En bon soldat européiste, le gouvernement actuel, comme le précédent, obtempère aux ordres de Bruxelles.
Comme celui de 2010, le gouvernement Ayrault et sa majorité parlementaire, ont décidé de s’attaquer aux retraites, avant d’aborder la question de la formation professionnelle et par ricochet réduire l’assurance chômage.
Conscients de la difficulté dans une période où la déception du peuple à l’égard de l’exécutif est à son maximum, les partisans du durcissement des conditions d’accès à la retraite tentent de dresser un rideau de fumée en vantant le soi-disant « modèle suédois »
Les politologues, les sociologues et autres « intellectuels » sont à la manœuvre.
Mais, qu’en est-il vraiment de ce « modèle suédois » ?
Ne faut-il pas s’entourer de méfiance quand cette propagande est diffusée par des libéraux et des libéraux sociaux ?
En France, les structures de remue-méninges, telle « Terra Nova » officine du parti socialiste, défendent le système suédois. Mais pire encore, le président de l’Institut Montaigne, Claude Bébéar, qui n’est autre que l’ancien PDG d’Axa, a déclaré le 10 juin 2010 « je trouve le système suédois super »

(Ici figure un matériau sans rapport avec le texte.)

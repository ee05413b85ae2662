/// The step function: advances the world by one tick.
///
/// Processing order:
///   1. Timers (a due jump timer turns `Jumping` into `Falling`)
///   2. Physics: gravity, tile collision → `Contact`
///   3. Ladder overlap flags (reset, then recompute)
///   4. Ladder-cap mask, `MaskTiming::Lagged` (last tick's state)
///   5. State transition
///   6. Velocity for the resulting state
///   7. Ladder-cap mask, `MaskTiming::Immediate` (this tick's state)
///   8. Animation clock
///
/// Steps 3–8 only depend on the `Contact`, so `apply_contact` runs them
/// on their own for callers that supply contact data directly.

use crate::domain::animation::clip_for;
use crate::domain::entity::InputSnapshot;
use crate::domain::mask;
use crate::domain::overlap;
use crate::domain::physics::Contact;
use crate::domain::player::{self, StateChange};
use crate::domain::rules::GuardContext;
use super::event::SimEvent;
use super::world::{MaskTiming, World};

// ══════════════════════════════════════════════════════════════
// Main entry point
// ══════════════════════════════════════════════════════════════

pub fn step(world: &mut World, input: InputSnapshot) -> Vec<SimEvent> {
    let mut events: Vec<SimEvent> = Vec::new();
    world.tick += 1;

    resolve_timers(world, &mut events);

    let dt = world.options.dt;
    let contact = world.physics.move_and_collide(&mut world.player, &world.grid, dt);

    events.extend(apply_contact(world, input, &contact));
    events
}

/// Overlap, mask, state, velocity and animation for one tick's contact.
pub fn apply_contact(world: &mut World, input: InputSnapshot, contact: &Contact) -> Vec<SimEvent> {
    let mut events: Vec<SimEvent> = Vec::new();
    world.grounded = contact.grounded;

    overlap::detect(&mut world.player, &contact.candidates);

    if world.options.mask_timing == MaskTiming::Lagged {
        resolve_mask(world, &mut events);
    }

    resolve_state(world, input, contact, &mut events);
    player::update_velocity(&mut world.player, &input);

    if world.options.mask_timing == MaskTiming::Immediate {
        resolve_mask(world, &mut events);
    }

    resolve_animation(world);
    events
}

// ══════════════════════════════════════════════════════════════
// Resolvers
// ══════════════════════════════════════════════════════════════

fn resolve_timers(world: &mut World, events: &mut Vec<SimEvent>) {
    let fired = world.scheduler.advance(world.options.dt);
    for handle in fired {
        if let Some(change) = player::on_timer(&mut world.player, handle, &mut world.scheduler) {
            events.push(state_changed(change));
        }
    }
}

fn resolve_mask(world: &mut World, events: &mut Vec<SimEvent>) {
    let state = world.player.state;
    let changed = mask::apply(&mut world.grid, state);
    if changed > 0 {
        events.push(SimEvent::LadderCapsToggled { changed, solid: !state.is_on_ladder() });
    }
}

fn resolve_state(world: &mut World, input: InputSnapshot, contact: &Contact, events: &mut Vec<SimEvent>) {
    let ctx = GuardContext {
        input,
        grounded: contact.grounded,
        on_ladder_tile: world.player.on_ladder_tile,
        on_ladder_top: world.player.on_ladder_top,
    };
    if let Some(change) = player::update_state(&mut world.player, &ctx, &mut world.scheduler) {
        events.push(state_changed(change));
    }
}

fn resolve_animation(world: &mut World) {
    world.animator.play(clip_for(world.player.state));
    world.animator.advance(world.options.dt);
}

fn state_changed(change: StateChange) -> SimEvent {
    SimEvent::StateChanged {
        from: change.from,
        to: change.to,
        animation: change.animation,
        facing: change.facing,
        body: change.body,
    }
}

/// Reset the world to the start of its level.
pub fn restart(world: &mut World) -> Vec<SimEvent> {
    world.restart();
    vec![SimEvent::Restarted]
}
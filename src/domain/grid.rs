//! Tile grid: the static per-level tile lookup.
//!
//! Tiles are stored row-major. Lookups outside the grid never panic,
//! they classify as `TileKind::Empty`. The per-edge collision flags
//! are the only runtime-mutable tile state, and the only writer is
//! `domain::mask` (plus the initial build).

use glam::Vec2;

use super::tile::{CollisionEdges, Tile, TileKind, TILE_SIZE};

/// Axis-aligned box in world units (y grows downwards).
#[derive(Clone, Copy, PartialEq, Debug)]
pub struct Aabb {
    pub min: Vec2,
    pub max: Vec2,
}

impl Aabb {
    pub fn new(min: Vec2, max: Vec2) -> Self {
        Aabb { min, max }
    }

    pub fn from_tile(tile: &Tile) -> Self {
        let min = Vec2::new(tile.world_x(), tile.world_y());
        Aabb { min, max: min + Vec2::splat(TILE_SIZE) }
    }

    /// Intersection test that also accepts touching edges.
    pub fn touches(&self, other: &Aabb) -> bool {
        self.min.x <= other.max.x
            && self.max.x >= other.min.x
            && self.min.y <= other.max.y
            && self.max.y >= other.min.y
    }
}

#[derive(Clone, Debug)]
pub struct TileGrid {
    width: usize,
    height: usize,
    tiles: Vec<Tile>,
}

impl TileGrid {
    /// A grid of empty tiles.
    pub fn new(width: usize, height: usize) -> Self {
        let tiles = (0..height)
            .flat_map(|y| (0..width).map(move |x| Tile::new(x, y, TileKind::Empty)))
            .collect();
        TileGrid { width, height, tiles }
    }

    /// Build from rows of kinds. Short rows are padded with empty tiles.
    pub fn from_rows(rows: &[Vec<TileKind>]) -> Self {
        let height = rows.len();
        let width = rows.iter().map(|r| r.len()).max().unwrap_or(0);
        let mut grid = TileGrid::new(width, height);
        for (y, row) in rows.iter().enumerate() {
            for (x, &kind) in row.iter().enumerate() {
                grid.tiles[y * width + x] = Tile::new(x, y, kind);
            }
        }
        grid
    }

    pub fn width(&self) -> usize {
        self.width
    }

    pub fn height(&self) -> usize {
        self.height
    }

    /// World size in world units.
    pub fn world_size(&self) -> Vec2 {
        Vec2::new(self.width as f32 * TILE_SIZE, self.height as f32 * TILE_SIZE)
    }

    #[inline]
    pub fn get(&self, x: usize, y: usize) -> Option<&Tile> {
        if x < self.width && y < self.height {
            self.tiles.get(y * self.width + x)
        } else {
            None
        }
    }

    /// Tile kind at (x, y). Out of bounds = empty.
    #[inline]
    pub fn kind_at(&self, x: usize, y: usize) -> TileKind {
        self.get(x, y).map(|t| t.kind).unwrap_or_default()
    }

    /// Collision edges at signed cell coordinates. Out of bounds = no edges;
    /// world bounds are handled by the physics pass.
    #[inline]
    pub fn edges_at(&self, x: i32, y: i32) -> CollisionEdges {
        if x < 0 || y < 0 {
            return CollisionEdges::NONE;
        }
        self.get(x as usize, y as usize)
            .map(|t| t.collides)
            .unwrap_or(CollisionEdges::NONE)
    }

    pub fn iter(&self) -> impl Iterator<Item = &Tile> {
        self.tiles.iter()
    }

    /// Set the collision edges of every tile of `kind`.
    /// Returns how many tiles actually changed.
    pub fn set_collision(&mut self, kind: TileKind, edges: CollisionEdges) -> usize {
        let mut changed = 0;
        for tile in self.tiles.iter_mut().filter(|t| t.kind == kind) {
            if tile.collides != edges {
                tile.collides = edges;
                changed += 1;
            }
        }
        changed
    }

    /// All tiles whose cell touches `area`, row by row.
    pub fn tiles_touching(&self, area: &Aabb) -> Vec<Tile> {
        if self.width == 0 || self.height == 0 {
            return vec![];
        }
        let cell_range = |lo: f32, hi: f32, len: usize| {
            let first = (lo / TILE_SIZE).floor().max(0.0) as usize;
            let last = ((hi / TILE_SIZE).floor().max(0.0) as usize).min(len - 1);
            first..=last
        };
        let xs = cell_range(area.min.x, area.max.x, self.width);
        let ys = cell_range(area.min.y, area.max.y, self.height);

        let mut out = vec![];
        for y in ys {
            for x in xs.clone() {
                if let Some(tile) = self.get(x, y) {
                    if Aabb::from_tile(tile).touches(area) {
                        out.push(*tile);
                    }
                }
            }
        }
        out
    }
}

/// Centre of the tile column containing world x.
#[inline]
pub fn column_center(x: f32) -> f32 {
    (x / TILE_SIZE).floor() * TILE_SIZE + TILE_SIZE / 2.0
}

D’autres se font d’ardents défenseurs de ce système inique, la CFDT, le MODEM, les Verts, le PS et toute la droite dans sa diversité. Tous des progressistes, vous l’aurez remarqué !
Tout d’abord, il faut préciser que le système suédois fut considéré comme un modèle social sur une période d’une soixantaine d’années, allant des années 30 aux années 90.
Contrairement à ce que déclarent quelques malintentionnés, il ne s’agissait pas d’un Etat providence.
Laissons la providence aux mystiques et intéressons-nous à la vie réelle, à la vie concrète du plus grand nombre, et considérons qu’il ne s’agissait rien de plus que d’un Etat qui se voulait social, en répartissant au mieux les richesses produites.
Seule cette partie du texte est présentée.